The general rule for heels is that when the ankle is reached the stitches are evenly divided, half being used to work on for the heel, the other half left for the instep. But as there are always exceptions each variety of heal will be dealt with in turn. For the Dutch heel the stitches are divided as above. Knit to the seam stitch, purl it, and then knit along for a quarter of the number of stitches on the needles; turn, slip1, and then purl back to the seam stitch; knit this, and then purl for another quarter of the stitches. This will give the exact half for the heel flap, with the seam stitch in the center. The worker must now knit as many rows as there are stitches, as the flap is square. To turn the heel knit to the seam stitch, purl this, and knit 5 more. Take 2 together, and turn. Slip 1, purl to the seam stitch, knit this, purl 5, purl 2 together. Continue these two rows thus until the whole of the stitches are knitted off, and 14 stitches remain for the top of the heel.
The French heel is eminently suited to the high instep. For this proceed in exactly the same way for the flap as just described for the Dutch heel; but the “turning” is different. Slip the first stitch, knit plain to the seam stitch, purl this, and then knit 1 stitch more, knit 2 together, and knit 1; turn, slip the first stitch, purl 4, purl 2 together, purl 1; turn, slip 1, knit 5 (the seam stitch is now abandoned), knit 2 together, knit 1; turn, slip1, purl 5, purl 2 together, purl 1; turn and continue, knitting 1 stitch more each time so that the heel widens out as the work proceeds, and all the stitches are knitted in. The last row will be a purled one. Knit across, and pick up for the gusset in the usual way. The square heel also requires half the number of stitches, with the seam stitch in the centre. This stitch is then abandoned, and work must be proceeded with (one purl and one plain row) until about three inches of flap are completed. The stitches must be then cast off, and the cast off stitches sewn neatly together. This of course, makes a seam in the middle of the heel; but it should not be uncomfortable if properly sewn. At the same time, this heel is not general for soldiers’ wear, but it is simple to accomplish. The wool is then joined on from the right hand corner of the instep needle. For the manufacturer’s heel proceed in exactly the same fashion, but knit as many rows as there are stitches. Then proceed to shape the flap. Knit to within three stitches of the centre, knit 2 together, knit 1, knit 2 together, and plain to the end. Purl back. Repeat these two rows four times, when cast off and se up. The gusset stitches would be picked up as previously described.

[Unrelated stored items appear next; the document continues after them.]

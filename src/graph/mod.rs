// SPDX-FileCopyrightText: 2026 Bruno Meilick
// SPDX-License-Identifier: LicenseRef-Reliagraph-FreeUse-NoCopy-NoDerivatives
//
// All rights reserved.
//
// This file is part of Reliagraph and is proprietary software.
// Unauthorized copying, modification, or distribution is prohibited.

//! Structural checks over a diagram's edge set.
//!
//! The diagram invariant is that edges form a DAG. It is enforced at insertion time only:
//! [`check_new_edge`] must run before an edge is pushed, and nothing here re-validates a
//! diagram that was loaded or imported. [`cycles`] exists so callers can *report* a diagram
//! that arrived already cyclic; it never repairs one.

use std::collections::{BTreeMap, BTreeSet, VecDeque};

use log::debug;

use crate::error::ValidationError;
use crate::model::{Diagram, Edge, NodeId};

fn outgoing_adjacency(edges: &[Edge]) -> BTreeMap<&NodeId, Vec<&NodeId>> {
    let mut outgoing: BTreeMap<&NodeId, Vec<&NodeId>> = BTreeMap::new();
    for edge in edges {
        outgoing.entry(edge.source()).or_default().push(edge.target());
    }
    outgoing
}

/// Returns `true` when inserting `source -> target` into `edges` would close a directed cycle.
///
/// Walks forward from `target`; reaching `source` means `source` is already downstream of
/// `target`. The self-loop case is caught on the first pop. Already-visited nodes are skipped,
/// so the walk terminates even if `edges` is itself cyclic.
pub fn would_create_cycle(edges: &[Edge], source: &NodeId, target: &NodeId) -> bool {
    let outgoing = outgoing_adjacency(edges);

    let mut visited: BTreeSet<&NodeId> = BTreeSet::new();
    let mut stack: Vec<&NodeId> = vec![target];

    while let Some(current) = stack.pop() {
        if current == source {
            return true;
        }
        if !visited.insert(current) {
            continue;
        }
        if let Some(next_ids) = outgoing.get(current) {
            stack.extend(next_ids.iter().copied());
        }
    }

    false
}

/// Validates a candidate edge against `diagram` without touching it.
///
/// Both endpoints must be nodes of the diagram, and the edge must keep the edge set acyclic.
pub fn check_new_edge(
    diagram: &Diagram,
    source: &NodeId,
    target: &NodeId,
) -> Result<(), ValidationError> {
    for endpoint in [source, target] {
        if !diagram.contains_node(endpoint) {
            return Err(ValidationError::UnknownNode {
                node_id: endpoint.clone(),
            });
        }
    }

    if would_create_cycle(diagram.edges(), source, target) {
        debug!(
            diagram_id = diagram.id().as_str(),
            source = source.as_str(),
            target = target.as_str();
            "Rejected edge that would close a cycle"
        );
        return Err(ValidationError::Cycle {
            from: source.clone(),
            to: target.clone(),
        });
    }

    Ok(())
}

/// Node ids reachable from `from_node_id` by following edges forward, including the start.
///
/// Returns an empty list for an unknown start node.
pub fn reachable(diagram: &Diagram, from_node_id: &NodeId) -> Vec<NodeId> {
    let known_nodes = diagram
        .nodes()
        .iter()
        .map(|node| node.id())
        .collect::<BTreeSet<_>>();
    if !known_nodes.contains(from_node_id) {
        return Vec::new();
    }

    let outgoing = outgoing_adjacency(diagram.edges());
    let mut visited: BTreeSet<&NodeId> = BTreeSet::new();
    let mut queue: VecDeque<&NodeId> = VecDeque::new();

    visited.insert(from_node_id);
    queue.push_back(from_node_id);

    while let Some(node_id) = queue.pop_front() {
        for next_id in outgoing.get(node_id).into_iter().flatten() {
            if !known_nodes.contains(*next_id) {
                continue;
            }
            if visited.insert(*next_id) {
                queue.push_back(*next_id);
            }
        }
    }

    visited.into_iter().cloned().collect()
}

/// Strongly connected components that form cycles (size > 1, or a single node with a
/// self-loop). Each component is sorted; the list is sorted. Empty for a DAG.
pub fn cycles(diagram: &Diagram) -> Vec<Vec<NodeId>> {
    let edges = diagram.edges();
    let mut outgoing = outgoing_adjacency(edges);
    for node in diagram.nodes() {
        outgoing.entry(node.id()).or_default();
    }
    for edge in edges {
        outgoing.entry(edge.target()).or_default();
    }

    let mut tarjan = Tarjan {
        outgoing: &outgoing,
        index: 0,
        indices: BTreeMap::new(),
        lowlink: BTreeMap::new(),
        stack: Vec::new(),
        on_stack: BTreeSet::new(),
        sccs: Vec::new(),
    };

    for v in outgoing.keys() {
        if !tarjan.indices.contains_key(*v) {
            tarjan.strongconnect(*v);
        }
    }

    let mut cycles: Vec<Vec<NodeId>> = tarjan
        .sccs
        .into_iter()
        .filter_map(|scc| {
            let mut scc = scc.into_iter().cloned().collect::<Vec<_>>();
            scc.sort();
            match scc.as_slice() {
                [] => None,
                [node_id] => outgoing
                    .get(node_id)
                    .into_iter()
                    .flatten()
                    .any(|next_id| *next_id == node_id)
                    .then_some(scc),
                _ => Some(scc),
            }
        })
        .collect();

    cycles.sort();
    cycles
}

pub fn is_acyclic(diagram: &Diagram) -> bool {
    cycles(diagram).is_empty()
}

struct Tarjan<'a> {
    outgoing: &'a BTreeMap<&'a NodeId, Vec<&'a NodeId>>,
    index: usize,
    indices: BTreeMap<&'a NodeId, usize>,
    lowlink: BTreeMap<&'a NodeId, usize>,
    stack: Vec<&'a NodeId>,
    on_stack: BTreeSet<&'a NodeId>,
    sccs: Vec<Vec<&'a NodeId>>,
}

impl<'a> Tarjan<'a> {
    fn strongconnect(&mut self, v: &'a NodeId) {
        self.indices.insert(v, self.index);
        self.lowlink.insert(v, self.index);
        self.index = self.index.saturating_add(1);

        self.stack.push(v);
        self.on_stack.insert(v);

        let outgoing = self.outgoing;
        for w in outgoing.get(v).into_iter().flatten().copied() {
            if !self.indices.contains_key(w) {
                self.strongconnect(w);
                let v_low = self.lowlink.get(v).copied().unwrap_or(usize::MAX);
                let w_low = self.lowlink.get(w).copied().unwrap_or(usize::MAX);
                self.lowlink.insert(v, v_low.min(w_low));
            } else if self.on_stack.contains(w) {
                let v_low = self.lowlink.get(v).copied().unwrap_or(usize::MAX);
                let w_index = self.indices.get(w).copied().unwrap_or(usize::MAX);
                self.lowlink.insert(v, v_low.min(w_index));
            }
        }

        let v_index = self.indices.get(v).copied().unwrap_or(usize::MAX);
        let v_low = self.lowlink.get(v).copied().unwrap_or(usize::MAX);
        if v_low == v_index {
            let mut scc: Vec<&'a NodeId> = Vec::new();
            while let Some(w) = self.stack.pop() {
                self.on_stack.remove(w);
                scc.push(w);
                if w == v {
                    break;
                }
            }
            self.sccs.push(scc);
        }
    }
}

#[cfg(test)]
mod tests;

There is a little variety with regard to the Welsh heel. Again half the number of stitches must be arranged on one needle, with the seam stitch in the center, the heel flap consisting once more of as many rows as there are stitches. Then slip 1, knit to within 10 stitches of the seam stitch, then *wool over the needle to make 1, knit 2 together, knit 5, knit 2 together, knit 1, purl the seam stitch, knit 1, knit 2 together; turn, wool over the needle to make 1, then purl to 10 stitches past the seam stitch; turn and repeat for * until all the side stitches are knitted in. Do not make a stitch in the last purl row. There should be 17 stitches when the work is completed. Later on some hints will be given on the finishing of the toes as well as full directions for refooting a sock.
Q – When doing a search for Welsh Heel, this article came up as a hit. I found it quite interesting. In researching old sock knitting patterns, the heels always refer to a “seam stitch”. It appears that pre-knitting-in-the-round, socks would be seamed up at this point. I’ll be discussing the seam stitch in upcoming blogs.